(Data entries)

+---+

// -- strings ----------------------------------------------------------------

fn cmd_set(state: &State, args: &[Vec<u8>]) -> Reply {
    let (Some(key), Some(value)) = (arg_str(args, 1), args.get(2)) else {
        return Reply::Error("ERR wrong number of arguments for 'set'".to_owned());
    };
    let mut px: Option<u64> = None;
    let mut nx = false;
    let mut i = 3;
    while i < args.len() {
        match String::from_utf8_lossy(&args[i]).to_ascii_uppercase().as_str() {
            "PX" => {
                px = arg_str(args, i + 1).and_then(|v| v.parse().ok());
                i += 2;
            }
            "NX" => {
                nx = true;
                i += 1;
            }
            other => return Reply::Error(format!("ERR unsupported SET option '{}'", other)),
        }
    }

    let mut store = lock(state);
    if nx && store.live_string(&key).is_some() {
        return Reply::Nil;
    }
    store.strings.insert(
        key,
        StringValue {
            data: value.clone(),
            expires_at: px.map(|ms| Instant::now() + Duration::from_millis(ms)),
        },
    );
    Reply::Ok
}

fn cmd_get(state: &State, args: &[Vec<u8>]) -> Reply {
    let Some(key) = arg_str(args, 1) else {
        return Reply::Error("ERR wrong number of arguments for 'get'".to_owned());
    };
    match lock(state).live_string(&key) {
        Some(value) => Reply::Bulk(value.data.clone()),
        None => Reply::Nil,
    }
}

fn cmd_del(state: &State, args: &[Vec<u8>]) -> Reply {
    let mut store = lock(state);
    let mut removed = 0;
    for arg in &args[1..] {
        let key = String::from_utf8_lossy(arg).into_owned();
        if store.live_string(&key).is_some() {
            store.strings.remove(&key);
            removed += 1;
        } else if store.streams.remove(&key).is_some() {
            removed += 1;
        }
    }
    Reply::Int(removed)
}

fn cmd_exists(state: &State, args: &[Vec<u8>]) -> Reply {
    let mut store = lock(state);
    let mut found = 0;
    for arg in &args[1..] {
        let key = String::from_utf8_lossy(arg).into_owned();
        if store.live_string(&key).is_some() || store.streams.contains_key(&key) {
            found += 1;
        }
    }
    Reply::Int(found)
}

fn cmd_keys(state: &State, args: &[Vec<u8>]) -> Reply {
    let Some(pattern) = arg_str(args, 1) else {
        return Reply::Error("ERR wrong number of arguments for 'keys'".to_owned());
    };
    let keys = lock(state).live_keys();
    Reply::Array(
        keys.into_iter()
            .filter(|key| glob_match(pattern.as_bytes(), key.as_bytes()))
            .map(|key| Reply::Bulk(key.into_bytes()))
            .collect(),
    )
}

fn cmd_pexpire(state: &State, args: &[Vec<u8>]) -> Reply {
    let (Some(key), Some(ms)) = (arg_str(args, 1), arg_str(args, 2)) else {
        return Reply::Error("ERR wrong number of arguments for 'pexpire'".to_owned());
    };
    let Ok(ms) = ms.parse::<u64>() else {
        return Reply::Error("ERR value is not an integer or out of range".to_owned());
    };
    let mut store = lock(state);
    if store.live_string(&key).is_none() {
        return Reply::Int(0);
    }
    if let Some(value) = store.strings.get_mut(&key) {
        value.expires_at = Some(Instant::now() + Duration::from_millis(ms));
    }
    Reply::Int(1)
}

fn cmd_persist(state: &State, args: &[Vec<u8>]) -> Reply {
    let Some(key) = arg_str(args, 1) else {
        return Reply::Error("ERR wrong number of arguments for 'persist'".to_owned());
    };
    let mut store = lock(state);
    if store.live_string(&key).is_none() {
        return Reply::Int(0);
    }
    match store.strings.get_mut(&key) {
        Some(value) if value.expires_at.is_some() => {
            value.expires_at = None;
            Reply::Int(1)
        }
        _ => Reply::Int(0),
    }
}

fn cmd_pttl(state: &State, args: &[Vec<u8>]) -> Reply {
    let Some(key) = arg_str(args, 1) else {
        return Reply::Error("ERR wrong number of arguments for 'pttl'".to_owned());
    };
    let mut store = lock(state);
    match store.live_string(&key) {
        None => Reply::Int(-2),
        Some(value) => match value.expires_at {
            None => Reply::Int(-1),
            Some(at) => {
                let remaining = at.saturating_duration_since(Instant::now());
                Reply::Int(remaining.as_millis() as i64)
            }
        },
    }
}

// -- streams ----------------------------------------------------------------

fn parse_entry_id(id: &str, default_seq: u64) -> Option<(u64, u64)> {
    match id.split_once('-') {
        Some((ms, seq)) => Some((ms.parse().ok()?, seq.parse().ok()?)),
        None => Some((id.parse().ok()?, default_seq)),
    }
}

fn cmd_xadd(state: &State, args: &[Vec<u8>]) -> Reply {
    let Some(key) = arg_str(args, 1) else {
        return Reply::Error("ERR wrong number of arguments for 'xadd'".to_owned());
    };
    let mut i = 2;
    let mut maxlen: Option<usize> = None;
    if arg_str(args, i).is_some_and(|a| a.eq_ignore_ascii_case("MAXLEN")) {
        i += 1;
        if arg_str(args, i).as_deref() == Some("~") || arg_str(args, i).as_deref() == Some("=") {
            i += 1;
        }
        maxlen = arg_str(args, i).and_then(|n| n.parse().ok());
        if maxlen.is_none() {
            return Reply::Error("ERR invalid MAXLEN".to_owned());
        }
        i += 1;
    }
    let Some(id_arg) = arg_str(args, i) else {
        return Reply::Error("ERR wrong number of arguments for 'xadd'".to_owned());
    };
    i += 1;
    let field_args = &args[i..];
    if field_args.is_empty() || field_args.len() % 2 != 0 {
        return Reply::Error("ERR wrong number of arguments for 'xadd'".to_owned());
    }

    let mut store = lock(state);
    let stream = store.streams.entry(key).or_default();

    let id = if id_arg == "*" {
        let now_ms = now_unix().as_millis() as u64;
        if now_ms <= stream.last.0 {
            (stream.last.0, stream.last.1 + 1)
        } else {
            (now_ms, 0)
        }
    } else {
        match parse_entry_id(&id_arg, 0) {
            Some(id) if id > stream.last => id,
            _ => {
                return Reply::Error(
                    "ERR The ID specified in XADD is equal or smaller than the target stream top item"
                        .to_owned(),
                )
            }
        }
    };
    stream.last = id;

    let fields = field_args
        .chunks(2)
        .map(|pair| (pair[0].clone(), pair[1].clone()))
        .collect();
    stream.entries.push(Entry {
        ms: id.0,
        seq: id.1,
        fields,
    });
    if let Some(cap) = maxlen {
        if stream.entries.len() > cap {
            let excess = stream.entries.len() - cap;
            stream.entries.drain(..excess);
        }
    }
    drop(store);

    let _ = state.wakeup.send(());
    Reply::Bulk(format!("{}-{}", id.0, id.1).into_bytes())
}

+---+

EXERCISE PROMPT
In full and without changes, copy the entries above.

WORKED SOLUTION
// -- strings ----------------------------------------------------------------

fn cmd_set(state: &State, args: &[Vec<u8>]) -> Reply {
    let (Some(key), Some(value)) = (arg_str(args, 1), args.get(2)) else {
        return Reply::Error("ERR wrong number of arguments for 'set'".to_owned());
    };
    let mut px: Option<u64> = None;
    let mut nx = false;
    let mut i = 3;
    while i < args.len() {
        match String::from_utf8_lossy(&args[i]).to_ascii_uppercase().as_str() {
            "PX" => {
                px = arg_str(args, i + 1).and_then(|v| v.parse().ok());
                i += 2;
            }
            "NX" => {
                nx = true;
                i += 1;
            }
            other => return Reply::Error(format!("ERR unsupported SET option '{}'", other)),
        }
    }

    let mut store = lock(state);
    if nx && store.live_string(&key).is_some() {
        return Reply::Nil;
    }
    store.strings.insert(
        key,
        StringValue {
            data: value.clone(),
            expires_at: px.map(|ms| Instant::now() + Duration::from_millis(ms)),
        },
    );
    Reply::Ok
}

fn cmd_get(state: &State, args: &[Vec<u8>]) -> Reply {
    let Some(key) = arg_str(args, 1) else {
        return Reply::Error("ERR wrong number of arguments for 'get'".to_owned());
    };
    match lock(state).live_string(&key) {
        Some(value) => Reply::Bulk(value.data.clone()),
        None => Reply::Nil,
    }
}

fn cmd_del(state: &State, args: &[Vec<u8>]) -> Reply {
    let mut store = lock(state);
    let mut removed = 0;
    for arg in &args[1..] {
        let key = String::from_utf8_lossy(arg).into_owned();
        if store.live_string(&key).is_some() {
            store.strings.remove(&key);
            removed += 1;
        } else if store.streams.remove(&key).is_some() {
            removed += 1;
        }
    }
    Reply::Int(removed)
}

fn cmd_exists(state: &State, args: &[Vec<u8>]) -> Reply {
    let mut store = lock(state);
    let mut found = 0;
    for arg in &args[1..] {
        let key = String::from_utf8_lossy(arg).into_owned();
        if store.live_string(&key).is_some() || store.streams.contains_key(&key) {
            found += 1;
        }
    }
    Reply::Int(found)
}

fn cmd_keys(state: &State, args: &[Vec<u8>]) -> Reply {
    let Some(pattern) = arg_str(args, 1) else {
        return Reply::Error("ERR wrong number of arguments for 'keys'".to_owned());
    };
    let keys = lock(state).live_keys();
    Reply::Array(
        keys.into_iter()
            .filter(|key| glob_match(pattern.as_bytes(), key.as_bytes()))
            .map(|key| Reply::Bulk(key.into_bytes()))
            .collect(),
    )
}

fn cmd_pexpire(state: &State, args: &[Vec<u8>]) -> Reply {
    let (Some(key), Some(ms)) = (arg_str(args, 1), arg_str(args, 2)) else {
        return Reply::Error("ERR wrong number of arguments for 'pexpire'".to_owned());
    };
    let Ok(ms) = ms.parse::<u64>() else {
        return Reply::Error("ERR value is not an integer or out of range".to_owned());
    };
    let mut store = lock(state);
    if store.live_string(&key).is_none() {
        return Reply::Int(0);
    }
    if let Some(value) = store.strings.get_mut(&key) {
        value.expires_at = Some(Instant::now() + Duration::from_millis(ms));
    }
    Reply::Int(1)
}

fn cmd_persist(state: &State, args: &[Vec<u8>]) -> Reply {
    let Some(key) = arg_str(args, 1) else {
        return Reply::Error("ERR wrong number of arguments for 'persist'".to_owned());
    };
    let mut store = lock(state);
    if store.live_string(&key).is_none() {
        return Reply::Int(0);
    }
    match store.strings.get_mut(&key) {
        Some(value) if value.expires_at.is_some() => {
            value.expires_at = None;
            Reply::Int(1)
        }
        _ => Reply::Int(0),
    }
}

fn cmd_pttl(state: &State, args: &[Vec<u8>]) -> Reply {
    let Some(key) = arg_str(args, 1) else {
        return Reply::Error("ERR wrong number of arguments for 'pttl'".to_owned());
    };
    let mut store = lock(state);
    match store.live_string(&key) {
        None => Reply::Int(-2),
        Some(value) => match value.expires_at {
            None => Reply::Int(-1),
            Some(at) => {
                let remaining = at.saturating_duration_since(Instant::now());
                Reply::Int(remaining.as_millis() as i64)
            }
        },
    }
}

// -- streams ----------------------------------------------------------------

fn parse_entry_id(id: &str, default_seq: u64) -> Option<(u64, u64)> {
    match id.split_once('-') {
        Some((ms, seq)) => Some((ms.parse().ok()?, seq.parse().ok()?)),
        None => Some((id.parse().ok()?, default_seq)),
    }
}

fn cmd_xadd(state: &State, args: &[Vec<u8>]) -> Reply {
    let Some(key) = arg_str(args, 1) else {
        return Reply::Error("ERR wrong number of arguments for 'xadd'".to_owned());
    };
    let mut i = 2;
    let mut maxlen: Option<usize> = None;
    if arg_str(args, i).is_some_and(|a| a.eq_ignore_ascii_case("MAXLEN")) {
        i += 1;
        if arg_str(args, i).as_deref() == Some("~") || arg_str(args, i).as_deref() == Some("=") {
            i += 1;
        }
        maxlen = arg_str(args, i).and_then(|n| n.parse().ok());
        if maxlen.is_none() {
            return Reply::Error("ERR invalid MAXLEN".to_owned());
        }
        i += 1;
    }
    let Some(id_arg) = arg_str(args, i) else {
        return Reply::Error("ERR wrong number of arguments for 'xadd'".to_owned());
    };
    i += 1;
    let field_args = &args[i..];
    if field_args.is_empty() || field_args.len() % 2 != 0 {
        return Reply::Error("ERR wrong number of arguments for 'xadd'".to_owned());
    }

    let mut store = lock(state);
    let stream = store.streams.entry(key).or_default();

    let id = if id_arg == "*" {
        let now_ms = now_unix().as_millis() as u64;
        if now_ms <= stream.last.0 {
            (stream.last.0, stream.last.1 + 1)
        } else {
            (now_ms, 0)
        }
    } else {
        match parse_entry_id(&id_arg, 0) {
            Some(id) if id > stream.last => id,
            _ => {
                return Reply::Error(
                    "ERR The ID specified in XADD is equal or smaller than the target stream top item"
                        .to_owned(),
                )
            }
        }
    };
    stream.last = id;

    let fields = field_args
        .chunks(2)
        .map(|pair| (pair[0].clone(), pair[1].clone()))
        .collect();
    stream.entries.push(Entry {
        ms: id.0,
        seq: id.1,
        fields,
    });
    if let Some(cap) = maxlen {
        if stream.entries.len() > cap {
            let excess = stream.entries.len() - cap;
            stream.entries.drain(..excess);
        }
    }
    drop(store);

    let _ = state.wakeup.send(());
    Reply::Bulk(format!("{}-{}", id.0, id.1).into_bytes())
}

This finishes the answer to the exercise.